Apa itu Cryptocurrency?
Cryptocurrency adalah bentuk uang digital yang hanya ada secara online dan menggunakan kriptografi untuk mengamankan transaksi dan mencatat kepemilikan di buku besar publik terdesentralisasi yang disebut blockchain.
Bitcoin adalah cryptocurrency pertama, dibuat pada tahun 2009, dan masih yang paling dikenal dan bernilai hingga saat ini.
Tidak seperti mata uang tradisional, cryptocurrency tidak diterbitkan atau diatur oleh otoritas pusat seperti pemerintah atau bank sentral.
Mengapa Banyak yang Percaya Crypto adalah Masa Depan Uang
Cryptocurrency memungkinkan pembayaran yang cepat, tanpa batas, dan biaya rendah—dapat diakses bahkan oleh populasi yang tidak memiliki rekening bank hanya dengan menggunakan smartphone.
Mereka menawarkan kemungkinan untuk menghindari sensor atau kontrol modal oleh pemerintah dan lembaga keuangan, memberdayakan pengguna secara global.
Teknologi ini memungkinkan uang yang dapat diprogram (“kontrak pintar”) yang dapat mengotomatisasi perjanjian keuangan, menciptakan kemungkinan baru dalam perdagangan dan keuangan.
Keuntungan strategis termasuk mendorong inklusi keuangan, menawarkan cara baru untuk berpartisipasi dalam ekonomi, dan bertindak sebagai penyimpan nilai di negara-negara yang menghadapi devaluasi mata uang.

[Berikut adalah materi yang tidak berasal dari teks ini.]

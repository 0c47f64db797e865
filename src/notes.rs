// Copyright 2025 Fernando Borretti
//
// Licensed under the Apache License, Version 2.0 (the "License");
// you may not use this file except in compliance with the License.
// You may obtain a copy of the License at
//
//     http://www.apache.org/licenses/LICENSE-2.0
//
// Unless required by applicable law or agreed to in writing, software
// distributed under the License is distributed on an "AS IS" BASIS,
// WITHOUT WARRANTIES OR CONDITIONS OF ANY KIND, either express or implied.
// See the License for the specific language governing permissions and
// limitations under the License.

use std::fs::read_to_string;
use std::path::Path;
use std::path::PathBuf;

use pulldown_cmark::Event;
use pulldown_cmark::Parser;
use pulldown_cmark::Tag;

use crate::error::Fallible;
use crate::error::fail;
use crate::parser::is_note;
use crate::parser::split_frontmatter;
use crate::parser::title_from_filename;
use crate::parser::walk_notes;

/// The body of a note, without its frontmatter.
pub fn note_body(content: &str) -> String {
    match split_frontmatter(content) {
        Some((_, body)) => body.trim().to_string(),
        None => content.trim().to_string(),
    }
}

pub fn read_notes(path: &Path) -> Fallible<String> {
    let content = read_to_string(path)?;
    Ok(note_body(&content))
}

/// The destination of the first link in a markdown document.
pub fn first_link(markdown: &str) -> Option<String> {
    Parser::new(markdown).find_map(|event| match event {
        Event::Start(Tag::Link { dest_url, .. }) => {
            let url = dest_url.trim();
            if url.is_empty() {
                None
            } else {
                Some(url.to_string())
            }
        }
        _ => None,
    })
}

/// Find the note whose file name matches a title, ignoring case. Returns
/// `None` if there is no match, and an error if several notes match.
pub fn find_topic_file(wiki: &Path, title: &str) -> Fallible<Option<PathBuf>> {
    let wanted = title.trim().to_lowercase();
    let mut matches: Vec<PathBuf> = Vec::new();
    for entry in walk_notes(wiki) {
        let entry = entry?;
        if is_note(&entry) && title_from_filename(entry.path()).to_lowercase() == wanted {
            matches.push(entry.path().to_path_buf());
        }
    }
    match matches.len() {
        0 => Ok(None),
        1 => Ok(matches.pop()),
        _ => fail(format!("multiple files matched title: {}", title.trim())),
    }
}
// Copyright 2025 Fernando Borretti
//
// Licensed under the Apache License, Version 2.0 (the "License");
// you may not use this file except in compliance with the License.
// You may obtain a copy of the License at
//
//     http://www.apache.org/licenses/LICENSE-2.0
//
// Unless required by applicable law or agreed to in writing, software
// distributed under the License is distributed on an "AS IS" BASIS,
// WITHOUT WARRANTIES OR CONDITIONS OF ANY KIND, either express or implied.
// See the License for the specific language governing permissions and
// limitations under the License.

use std::path::Path;

use crate::cmd::note::locate_note;
use crate::error::Fallible;
use crate::error::fail;
use crate::notes::first_link;
use crate::wiki::configured_wiki_path;

/// The first link in a topic's note.
pub fn topic_link(wiki: &Path, title: &str) -> Fallible<String> {
    let path = locate_note(wiki, title)?;
    let content = std::fs::read_to_string(&path)?;
    match first_link(&content) {
        Some(link) => Ok(link),
        None => fail(format!("no link found in topic: {title}")),
    }
}

pub fn open_command(title: String) -> Fallible<()> {
    let wiki = configured_wiki_path()?;
    let link = topic_link(&wiki, &title)?;
    open::that(&link)?;
    println!("Opening {link}");
    Ok(())
}

#[cfg(test)]
mod tests {
    use super::*;
    use crate::helper::create_test_wiki;

    #[test]
    fn test_topic_link() -> Fallible<()> {
        let (dir, _wiki) = create_test_wiki()?;
        assert_eq!(
            topic_link(dir.path(), "pods")?,
            "https://kubernetes.io/docs/concepts/workloads/pods/"
        );
        let err = topic_link(dir.path(), "docker").err().map(|e| e.to_string());
        assert_eq!(err, Some("error: no link found in topic: docker".to_string()));
        Ok(())
    }
}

Bagaimana Pemula Dapat Memulai dengan Investasi Kecil
Sepenuhnya mungkin untuk membeli dan memiliki pecahan dari cryptocurrency. Misalnya, Bitcoin dapat dibagi menjadi 100 juta unit yang disebut Satoshi, sehingga membeli hanya $1, $10, atau jumlah kecil lainnya adalah mungkin.
Semua bursa dan dompet crypto utama memungkinkan pengguna untuk berinvestasi dalam sebagian kecil daripada koin utuh, menjadikan crypto dapat diakses oleh semua anggaran.
Kepemilikan “fraksional” ini menurunkan hambatan untuk masuk dan memungkinkan investor baru untuk berpartisipasi dan belajar tanpa risiko besar.
Crypto sebagai Diversifikasi Portofolio, Perlindungan Inflasi, dan Pasar 24/7
Diversifikasi: Aset crypto umumnya memiliki korelasi rendah atau variabel dengan investasi tradisional seperti saham atau obligasi. Alokasi kecil (1–5%) dapat mengurangi risiko portofolio secara keseluruhan dan dapat meningkatkan pengembalian, terutama selama ketidakpastian ekonomi yang tinggi.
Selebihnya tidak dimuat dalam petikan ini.